Scan the entries for the word "Bearer", and copy every line where it appears.

Start of Block

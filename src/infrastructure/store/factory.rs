//! Store factory for runtime backend selection

use std::sync::Arc;

use crate::domain::store::KeyValueStore;
use crate::domain::DomainError;

use super::in_memory::{InMemoryStore, DEFAULT_MAX_ENTRIES};
use super::redis::{RedisStore, RedisStoreConfig};

/// Supported store backends
#[derive(Debug, Clone, PartialEq, Default)]
pub enum StoreType {
    /// Shared Redis instance (multi-replica deployments)
    #[default]
    Redis,
    /// Process-local store
    InMemory,
}

impl std::fmt::Display for StoreType {
    fn fmt(&self, f: &mut std::fmt::Formatter<'_>) -> std::fmt::Result {
        match self {
            StoreType::Redis => write!(f, "redis"),
            StoreType::InMemory => write!(f, "in_memory"),
        }
    }
}

impl std::str::FromStr for StoreType {
    type Err = DomainError;

    fn from_str(s: &str) -> Result<Self, Self::Err> {
        match s.to_lowercase().as_str() {
            "redis" => Ok(StoreType::Redis),
            "in_memory" | "inmemory" | "memory" => Ok(StoreType::InMemory),
            _ => Err(DomainError::configuration(format!(
                "Unknown store backend: {}. Valid backends: redis, in_memory",
                s
            ))),
        }
    }
}

/// Configuration for the store factory
#[derive(Debug, Clone)]
pub struct StoreConfig {
    pub store_type: StoreType,
    /// Redis URL (required for the Redis backend)
    pub redis_url: Option<String>,
    /// Key bound for the in-memory backend
    pub max_entries: u64,
}

impl Default for StoreConfig {
    fn default() -> Self {
        Self {
            store_type: StoreType::default(),
            redis_url: None,
            max_entries: DEFAULT_MAX_ENTRIES,
        }
    }
}

impl StoreConfig {
    pub fn in_memory() -> Self {
        Self {
            store_type: StoreType::InMemory,
            ..Self::default()
        }
    }

    pub fn redis(url: impl Into<String>) -> Self {
        Self {
            store_type: StoreType::Redis,
            redis_url: Some(url.into()),
            ..Self::default()
        }
    }

    pub fn with_max_entries(mut self, max_entries: u64) -> Self {
        self.max_entries = max_entries;
        self
    }
}

/// Factory for creating store instances
#[derive(Debug, Default)]
pub struct StoreFactory;

impl StoreFactory {
    pub fn new() -> Self {
        Self
    }

    /// Opens the configured backend
    pub async fn create(&self, config: &StoreConfig) -> Result<Arc<dyn KeyValueStore>, DomainError> {
        match config.store_type {
            StoreType::InMemory => Ok(Arc::new(InMemoryStore::with_capacity(config.max_entries))),
            StoreType::Redis => {
                let url = config
                    .redis_url
                    .clone()
                    .filter(|url| !url.trim().is_empty())
                    .ok_or_else(|| {
                        DomainError::configuration("Redis URL is required for the redis store")
                    })?;

                let store = RedisStore::new(RedisStoreConfig::new(url)).await?;
                Ok(Arc::new(store))
            }
        }
    }
}
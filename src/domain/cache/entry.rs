//! Exact-tier cache entry

use std::time::Duration;

use chrono::{DateTime, Utc};

use super::CacheKey;

/// Key namespace for exact-tier entries
pub const EXACT_KEY_PREFIX: &str = "exact:";

/// An exact-match cache entry; expiry is managed by the store
#[derive(Debug, Clone)]
pub struct ExactCacheEntry {
    key: CacheKey,
    response: String,
    ttl: Duration,
    expires_at: DateTime<Utc>,
}

impl ExactCacheEntry {
    pub fn new(key: CacheKey, response: impl Into<String>, ttl: Duration) -> Self {
        let expires_at = Utc::now()
            + chrono::Duration::from_std(ttl).unwrap_or_else(|_| chrono::Duration::days(1));

        Self {
            key,
            response: response.into(),
            ttl,
            expires_at,
        }
    }

    pub fn key(&self) -> &CacheKey {
        &self.key
    }

    /// The namespaced key this entry is stored under
    pub fn store_key(&self) -> String {
        self.key.namespaced(EXACT_KEY_PREFIX)
    }

    pub fn response(&self) -> &str {
        &self.response
    }

    pub fn ttl(&self) -> Duration {
        self.ttl
    }

    pub fn expires_at(&self) -> DateTime<Utc> {
        self.expires_at
    }
}
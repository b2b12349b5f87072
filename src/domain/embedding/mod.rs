//! Embedding provider domain

mod provider;

pub use provider::EmbeddingProvider;

#[cfg(test)]
pub use provider::mock::MockEmbeddingProvider;
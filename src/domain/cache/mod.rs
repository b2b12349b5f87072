//! Cache domain - exact and semantic response caching

mod entry;
mod key;
mod repository;

pub use entry::{ExactCacheEntry, EXACT_KEY_PREFIX};
pub use key::{normalize_prompt, CacheKey};
pub use repository::{CacheLookup, CachePopulation, CacheTier, ResponseCache};
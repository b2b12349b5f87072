//! Write-back infrastructure - asynchronous cache population

mod queue;

pub use queue::{WriteBackConfig, WriteBackJob, WriteBackQueue, WriteBackStats};
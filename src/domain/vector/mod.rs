//! Vector tier domain - similarity, encoding and record storage

pub mod encoding;
mod record;
mod similarity;
mod store;

pub use record::{SearchOutcome, VectorRecord};
pub use similarity::cosine_similarity;
pub use store::{VectorStore, VECTOR_KEY_PREFIX};
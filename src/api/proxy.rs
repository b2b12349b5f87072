//! Catch-all proxy handler
//!
//! Every request not claimed by an operational route lands here and is
//! handed to the gateway service.

use axum::{
    body::{self, Body},
    extract::State,
    http::Request,
    response::{IntoResponse, Response},
};
use tracing::{error, warn};

use super::middleware::{extract_request_id, normalize_client_ip, peer_addr};
use super::state::AppState;
use super::types::ApiError;
use crate::infrastructure::services::{GatewayResponse, InboundRequest};

/// Largest request body the gateway buffers
pub const MAX_BODY_BYTES: usize = 32 * 1024 * 1024;

pub async fn proxy_handler(State(state): State<AppState>, request: Request<Body>) -> Response {
    let request_id = extract_request_id(request.headers());
    let client_ip = peer_addr(&request).map(|addr| normalize_client_ip(&addr.ip().to_string()));

    let (parts, body) = request.into_parts();

    let body = match body::to_bytes(body, MAX_BODY_BYTES).await {
        Ok(body) => body,
        Err(e) => {
            warn!(request_id = %request_id, error = %e, "Failed to read request body");
            return ApiError::bad_request("Failed to read request body").into_response();
        }
    };

    let inbound = InboundRequest {
        request_id: request_id.clone(),
        method: parts.method,
        uri: parts.uri,
        headers: parts.headers,
        body,
        client_ip,
    };

    match state.gateway.handle(inbound).await {
        Ok(response) => into_http_response(response),
        Err(e) => {
            error!(request_id = %request_id, error = %e, "Gateway request failed");
            ApiError::from(e).into_response()
        }
    }
}

fn into_http_response(gateway: GatewayResponse) -> Response {
    let mut response = Response::new(Body::from(gateway.body));
    *response.status_mut() = gateway.status;
    *response.headers_mut() = gateway.headers;
    response
}
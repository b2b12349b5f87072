//! reqwest-backed upstream transport

use std::time::Duration;

use async_trait::async_trait;

use crate::domain::gateway::{UpstreamRequest, UpstreamResponse, UpstreamTransport};
use crate::domain::DomainError;

/// Sends upstream requests over a pooled reqwest client
///
/// Redirects are returned to the caller rather than followed.
#[derive(Debug, Clone)]
pub struct ReqwestTransport {
    client: reqwest::Client,
}

impl ReqwestTransport {
    pub fn new(timeout: Duration) -> Result<Self, DomainError> {
        let client = reqwest::Client::builder()
            .timeout(timeout)
            .redirect(reqwest::redirect::Policy::none())
            .build()
            .map_err(|e| DomainError::internal(format!("Failed to build HTTP client: {}", e)))?;

        Ok(Self { client })
    }

    pub fn with_client(client: reqwest::Client) -> Self {
        Self { client }
    }
}

#[async_trait]
impl UpstreamTransport for ReqwestTransport {
    async fn send(&self, request: &UpstreamRequest) -> Result<UpstreamResponse, DomainError> {
        let response = self
            .client
            .request(request.method.clone(), request.uri.to_string())
            .headers(request.headers.clone())
            .body(request.body.clone())
            .send()
            .await
            .map_err(|e| DomainError::upstream(format!("Request failed: {}", e)))?;

        let status = response.status();
        let headers = response.headers().clone();
        let body = response
            .bytes()
            .await
            .map_err(|e| DomainError::upstream(format!("Failed to read response body: {}", e)))?;

        Ok(UpstreamResponse::new(status, headers, body))
    }
}

#[cfg(test)]
mod tests {
    use super::*;
    use axum::http::{header, HeaderMap, Method, StatusCode};
    use bytes::Bytes;
    use wiremock::matchers::{body_string, header as header_is, method, path, query_param};
    use wiremock::{Mock, MockServer, ResponseTemplate};

    fn request(url: &str, body: &'static str) -> UpstreamRequest {
        let mut headers = HeaderMap::new();
        headers.insert(header::CONTENT_TYPE, "application/json".parse().unwrap());
        headers.insert(header::AUTHORIZATION, "Bearer upstream-key".parse().unwrap());

        UpstreamRequest::new(
            Method::POST,
            url.parse().unwrap(),
            headers,
            Bytes::from_static(body.as_bytes()),
        )
    }

    #[tokio::test]
    async fn test_forwards_method_path_query_headers_and_body() {
        let server = MockServer::start().await;

        Mock::given(method("POST"))
            .and(path("/v1/chat/completions"))
            .and(query_param("beta", "1"))
            .and(header_is("authorization", "Bearer upstream-key"))
            .and(body_string(r#"{"messages":[]}"#))
            .respond_with(
                ResponseTemplate::new(200)
                    .insert_header("content-type", "application/json")
                    .set_body_string(r#"{"id":"cmpl-1"}"#),
            )
            .expect(1)
            .mount(&server)
            .await;

        let transport = ReqwestTransport::new(Duration::from_secs(5)).unwrap();
        let url = format!("{}/v1/chat/completions?beta=1", server.uri());

        let response = transport
            .send(&request(&url, r#"{"messages":[]}"#))
            .await
            .unwrap();

        assert_eq!(response.status, StatusCode::OK);
        assert!(response.is_cacheable());
        assert_eq!(response.body, Bytes::from_static(br#"{"id":"cmpl-1"}"#));
    }

    #[tokio::test]
    async fn test_server_error_is_a_response() {
        let server = MockServer::start().await;

        Mock::given(method("POST"))
            .respond_with(ResponseTemplate::new(503).set_body_string("overloaded"))
            .mount(&server)
            .await;

        let transport = ReqwestTransport::new(Duration::from_secs(5)).unwrap();

        let response = transport.send(&request(&server.uri(), "{}")).await.unwrap();

        assert_eq!(response.status, StatusCode::SERVICE_UNAVAILABLE);
        assert!(response.is_retryable());
    }

    #[tokio::test]
    async fn test_redirect_is_not_followed() {
        let server = MockServer::start().await;

        Mock::given(method("POST"))
            .respond_with(ResponseTemplate::new(302).insert_header("location", "/elsewhere"))
            .mount(&server)
            .await;

        let transport = ReqwestTransport::new(Duration::from_secs(5)).unwrap();

        let response = transport.send(&request(&server.uri(), "{}")).await.unwrap();

        assert_eq!(response.status, StatusCode::FOUND);
    }

    #[tokio::test]
    async fn test_connection_failure_is_error() {
        let transport = ReqwestTransport::new(Duration::from_secs(1)).unwrap();

        // Nothing listens on the discard port
        let result = transport.send(&request("http://127.0.0.1:9/", "{}")).await;

        assert!(matches!(result, Err(DomainError::Upstream { .. })));
    }
}
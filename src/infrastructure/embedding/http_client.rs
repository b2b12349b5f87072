use std::time::Duration;

use async_trait::async_trait;

use crate::domain::DomainError;

/// Trait for JSON-over-HTTP calls (for mocking)
#[async_trait]
pub trait HttpClientTrait: Send + Sync + std::fmt::Debug {
    async fn post_json(
        &self,
        url: &str,
        headers: Vec<(&str, &str)>,
        body: &serde_json::Value,
    ) -> Result<serde_json::Value, DomainError>;
}

/// Real HTTP client using reqwest
#[derive(Debug, Clone)]
pub struct HttpClient {
    client: reqwest::Client,
}

impl HttpClient {
    pub fn new() -> Self {
        Self {
            client: reqwest::Client::new(),
        }
    }

    pub fn with_timeout(timeout: Duration) -> Result<Self, DomainError> {
        let client = reqwest::Client::builder()
            .timeout(timeout)
            .build()
            .map_err(|e| DomainError::internal(format!("Failed to build HTTP client: {}", e)))?;

        Ok(Self { client })
    }
}

impl Default for HttpClient {
    fn default() -> Self {
        Self::new()
    }
}

#[async_trait]
impl HttpClientTrait for HttpClient {
    async fn post_json(
        &self,
        url: &str,
        headers: Vec<(&str, &str)>,
        body: &serde_json::Value,
    ) -> Result<serde_json::Value, DomainError> {
        let mut request = self.client.post(url);

        for (key, value) in headers {
            request = request.header(key, value);
        }

        let response = request
            .json(body)
            .send()
            .await
            .map_err(|e| DomainError::embedding("http", format!("Request failed: {}", e)))?;

        if !response.status().is_success() {
            let status = response.status();
            let error_body = response.text().await.unwrap_or_default();
            return Err(DomainError::embedding(
                "http",
                format!("HTTP {}: {}", status, error_body),
            ));
        }

        response
            .json()
            .await
            .map_err(|e| DomainError::embedding("http", format!("Failed to parse response: {}", e)))
    }
}

#[cfg(test)]
pub mod mock {
    use super::*;
    use std::collections::HashMap;
    use std::sync::RwLock;

    #[derive(Debug, Default)]
    pub struct MockHttpClient {
        responses: RwLock<HashMap<String, serde_json::Value>>,
        errors: RwLock<HashMap<String, String>>,
        requests: RwLock<Vec<(String, serde_json::Value)>>,
    }

    impl MockHttpClient {
        pub fn new() -> Self {
            Self::default()
        }

        pub fn with_response(self, url: impl Into<String>, response: serde_json::Value) -> Self {
            self.responses.write().unwrap().insert(url.into(), response);
            self
        }

        pub fn with_error(self, url: impl Into<String>, error: impl Into<String>) -> Self {
            self.errors.write().unwrap().insert(url.into(), error.into());
            self
        }

        /// Bodies posted so far, with their URLs
        pub fn requests(&self) -> Vec<(String, serde_json::Value)> {
            self.requests.read().unwrap().clone()
        }
    }

    #[async_trait]
    impl HttpClientTrait for MockHttpClient {
        async fn post_json(
            &self,
            url: &str,
            _headers: Vec<(&str, &str)>,
            body: &serde_json::Value,
        ) -> Result<serde_json::Value, DomainError> {
            self.requests
                .write()
                .unwrap()
                .push((url.to_string(), body.clone()));

            if let Some(error) = self.errors.read().unwrap().get(url) {
                return Err(DomainError::embedding("mock", error));
            }

            self.responses
                .read()
                .unwrap()
                .get(url)
                .cloned()
                .ok_or_else(|| DomainError::embedding("mock", format!("No mock response for {}", url)))
        }
    }
}
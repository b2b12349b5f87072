//! API layer - operational endpoints, proxy fallback and middleware

pub mod health;
pub mod middleware;
pub mod proxy;
pub mod router;
pub mod state;
pub mod types;

pub use router::create_router;
pub use state::AppState;
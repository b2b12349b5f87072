//! Fixed-window rate limiter
//!
//! The counter lives in the shared store so every gateway replica enforces
//! one budget per client. Increment, expiry and comparison happen in a single
//! store-side step.

use std::sync::Arc;

use tracing::{debug, error, warn};

use crate::domain::rate_limit::{
    FailureMode, RateLimitConfig, RateLimitCounter, RateLimitDecision,
};
use crate::domain::store::KeyValueStore;
use crate::infrastructure::observability::record_rate_limit_rejection;

/// Rate limiter keyed by client identity
#[derive(Debug)]
pub struct RateLimiter {
    store: Arc<dyn KeyValueStore>,
    config: RateLimitConfig,
}

impl RateLimiter {
    pub fn new(store: Arc<dyn KeyValueStore>, config: RateLimitConfig) -> Self {
        Self { store, config }
    }

    pub fn config(&self) -> &RateLimitConfig {
        &self.config
    }

    /// Count this request against the client's window and decide admission
    pub async fn admit(&self, client_id: &str) -> RateLimitDecision {
        if !self.config.enabled {
            return RateLimitDecision::unlimited();
        }

        let key = RateLimitCounter::store_key(client_id);

        let decision = match self
            .store
            .increment_window(&key, self.config.limit, self.config.window())
            .await
        {
            Ok(window) => {
                let counter = RateLimitCounter::from_window(client_id, &window);
                debug!(
                    client_id = %counter.client_id,
                    count = counter.count,
                    window_expires_at = %counter.window_expires_at,
                    "Rate limit window updated"
                );
                RateLimitDecision::from_window(self.config.limit, &window)
            }
            Err(e) => {
                let allowed = self.config.failure_mode == FailureMode::Open;
                error!(
                    client_id = %client_id,
                    error = %e,
                    failure_mode = ?self.config.failure_mode,
                    "Rate limit check failed"
                );
                RateLimitDecision::store_unavailable(self.config.limit, allowed)
            }
        };

        if let Some(reason) = decision.deny_reason {
            warn!(client_id = %client_id, reason = %reason, "Request rejected by rate limiter");
            record_rate_limit_rejection(&reason.to_string());
        }

        decision
    }
}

End of Block

ANSWER BELOW:
        headers.insert(header::AUTHORIZATION, "Bearer upstream-key".parse().unwrap());
            .and(header_is("authorization", "Bearer upstream-key"))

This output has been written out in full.